The inquiry into the suicide of weapons expert Dr David Kelly has already wreaked political damage on Mr Tony Blair's government.
Mr Campbell and Mr Hoon are likely to be asked about the government's handling of Dr Kelly after he admitted to his bosses that he may have been the source of an explosive BBC report in May accusing Mr Blair's government of "sexing up" the dossier.
Mr Hoon, singled out by British media as a likely government fall guy over the Kelly affair, has played down his role in the strategy to name the scientist.
But the inquiry has shown he attended a meeting where officials at his ministry agreed to confirm Dr Kelly was the suspected BBC source if his name was put to them by journalists.
He also overruled advice from his top civil servant to shield Dr Kelly from a hostile parliamentary grilling just days before he took his life. Lawyers for Dr Kelly's family have their first chance to question Mr Hoon over both issues today.

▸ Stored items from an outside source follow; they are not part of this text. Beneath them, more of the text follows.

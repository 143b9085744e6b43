//! Per-record routing of mutation events onto the sync flows.
//!
//! Routing itself is pure; the `Dispatcher` wraps it with external-id
//! assignment and fire-and-forget scheduling of the callouts.

use crate::errors::AppError;
use crate::models::Person;
use crate::store::{PersonField, PersonStore};
use crate::sync::{SyncConnector, SyncOutcome};
use rand::Rng;
use serde::Serialize;
use std::sync::Arc;
use uuid::Uuid;

/// Largest external id served by the pull flow. Ids at or below this value
/// pull on creation; only ids strictly above it push on update, so exactly
/// 100 never pushes.
pub const PULL_ID_MAX: i64 = 100;

/// Routing decision for a created record.
#[derive(Debug, Clone, PartialEq, Eq)]
pub enum CreateRoute {
    /// No external id yet: assign one in `[0, PULL_ID_MAX]`, then pull it.
    AssignAndPull,
    /// External id within the pull range.
    Pull(String),
    /// External id outside the pull range; creation never pushes.
    Skip,
}

/// Routing decision for an updated record.
#[derive(Debug, Clone, PartialEq, Eq)]
pub enum UpdateRoute {
    /// External id above the pull range: push the record outward.
    Push,
    /// Nothing to do for this record.
    Skip,
}

/// Decides what a newly created record gets.
pub fn route_on_create(external_id: Option<&str>) -> Result<CreateRoute, AppError> {
    let Some(raw) = external_id else {
        return Ok(CreateRoute::AssignAndPull);
    };

    let value = parse_external_id(raw)?;
    if value <= PULL_ID_MAX {
        Ok(CreateRoute::Pull(raw.to_string()))
    } else {
        Ok(CreateRoute::Skip)
    }
}

/// Decides what an updated record gets.
pub fn route_on_update(external_id: Option<&str>) -> Result<UpdateRoute, AppError> {
    let Some(raw) = external_id else {
        return Ok(UpdateRoute::Skip);
    };

    let value = parse_external_id(raw)?;
    if value > PULL_ID_MAX {
        Ok(UpdateRoute::Push)
    } else {
        Ok(UpdateRoute::Skip)
    }
}

fn parse_external_id(raw: &str) -> Result<i64, AppError> {
    raw.trim().parse::<i64>().map_err(|_| {
        AppError::InvalidIdentifier(format!("external id '{}' is not numeric", raw))
    })
}

/// Uniform external id in `[0, PULL_ID_MAX]` inclusive. Only the range is
/// contract-bearing, not the distribution.
fn assign_external_id() -> i64 {
    rand::thread_rng().gen_range(0..=PULL_ID_MAX)
}

/// Outcome counts for one batch of mutation events.
#[derive(Debug, Default, Clone, PartialEq, Eq, Serialize)]
pub struct DispatchSummary {
    /// Records that scheduled a callout.
    pub scheduled: usize,
    /// Records the policy had nothing to do for.
    pub skipped: usize,
    /// Records whose dispatch failed; siblings were unaffected.
    pub failed: usize,
}

/// Applies the routing policy to batches of mutated records and schedules
/// the resulting callouts as detached tasks.
///
/// Each entry point walks its batch sequentially, one decision per record,
/// and returns as soon as every qualifying callout has been spawned. The
/// callouts run outside the event-handling path, in no particular order,
/// and log their own outcomes; a failure in one record's dispatch never
/// stops the rest of the batch.
#[derive(Clone)]
pub struct Dispatcher {
    connector: Arc<SyncConnector>,
    store: Arc<dyn PersonStore>,
}

impl Dispatcher {
    pub fn new(connector: Arc<SyncConnector>, store: Arc<dyn PersonStore>) -> Self {
        Self { connector, store }
    }

    /// Entry point for record-creation events.
    pub async fn on_create(&self, records: Vec<Person>) -> DispatchSummary {
        let mut summary = DispatchSummary::default();
        for record in records {
            match self.dispatch_create(&record).await {
                Ok(true) => summary.scheduled += 1,
                Ok(false) => {
                    summary.skipped += 1;
                    tracing::debug!("No sync action for created person {}", record.id);
                }
                Err(e) => {
                    summary.failed += 1;
                    tracing::error!("Dispatch failed for created person {}: {}", record.id, e);
                }
            }
        }
        summary
    }

    /// Entry point for record-update events.
    pub async fn on_update(&self, records: Vec<Person>) -> DispatchSummary {
        let mut summary = DispatchSummary::default();
        for record in records {
            match route_on_update(record.external_id.as_deref()) {
                Ok(UpdateRoute::Push) => {
                    self.spawn_push(record.id);
                    summary.scheduled += 1;
                }
                Ok(UpdateRoute::Skip) => {
                    summary.skipped += 1;
                    tracing::debug!("No sync action for updated person {}", record.id);
                }
                Err(e) => {
                    summary.failed += 1;
                    tracing::error!("Dispatch failed for updated person {}: {}", record.id, e);
                }
            }
        }
        summary
    }

    async fn dispatch_create(&self, record: &Person) -> Result<bool, AppError> {
        match route_on_create(record.external_id.as_deref())? {
            CreateRoute::AssignAndPull => {
                let assigned = assign_external_id().to_string();
                self.store
                    .update_field(record.id, PersonField::ExternalId(assigned.clone()))
                    .await?;
                tracing::info!("Assigned external id {} to person {}", assigned, record.id);
                self.spawn_pull(assigned);
                Ok(true)
            }
            CreateRoute::Pull(external_id) => {
                self.spawn_pull(external_id);
                Ok(true)
            }
            CreateRoute::Skip => Ok(false),
        }
    }

    /// Schedules a pull as a detached task (non-blocking for the caller).
    fn spawn_pull(&self, external_id: String) {
        let connector = self.connector.clone();
        tokio::spawn(async move {
            match connector.pull_and_upsert(&external_id).await {
                Ok(SyncOutcome::Applied) => {
                    tracing::info!("Pull for external id {} applied", external_id);
                }
                Ok(SyncOutcome::RemoteRejected { status }) => {
                    tracing::warn!(
                        "Pull for external id {} answered with status {}; nothing stored",
                        external_id,
                        status
                    );
                }
                Err(e) => {
                    tracing::error!("Pull for external id {} failed: {}", external_id, e);
                }
            }
        });
    }

    /// Schedules a push as a detached task (non-blocking for the caller).
    fn spawn_push(&self, id: Uuid) {
        let connector = self.connector.clone();
        tokio::spawn(async move {
            match connector.push_and_stamp(id).await {
                Ok(SyncOutcome::Applied) => {
                    tracing::info!("Push for person {} applied", id);
                }
                Ok(SyncOutcome::RemoteRejected { status }) => {
                    tracing::warn!(
                        "Push for person {} answered with status {}; record unchanged",
                        id,
                        status
                    );
                }
                Err(e) => {
                    tracing::error!("Push for person {} failed: {}", id, e);
                }
            }
        });
    }
}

Ahead of today's cross-examination, an opinion poll found that one in three voters thought Mr Hoon should resign over his role in the affair.
Intelligence chiefs have conceded to Lord Hutton that a warning in Mr Tony Blair's September 2002 dossier that Saddam Hussein could use weapons of mass destruction at 45 minutes' notice was based only on information about short-range and relatively small-scale battlefield munitions. That intelligence came from a single source, quoting an Iraqi military officer.
Counsel to Lord Hutton's inquiry, Mr James Dingemans, will deliver a closing statement on Thursday. But Lord Hutton warned last week there was no real prospect of delivering his final report in October.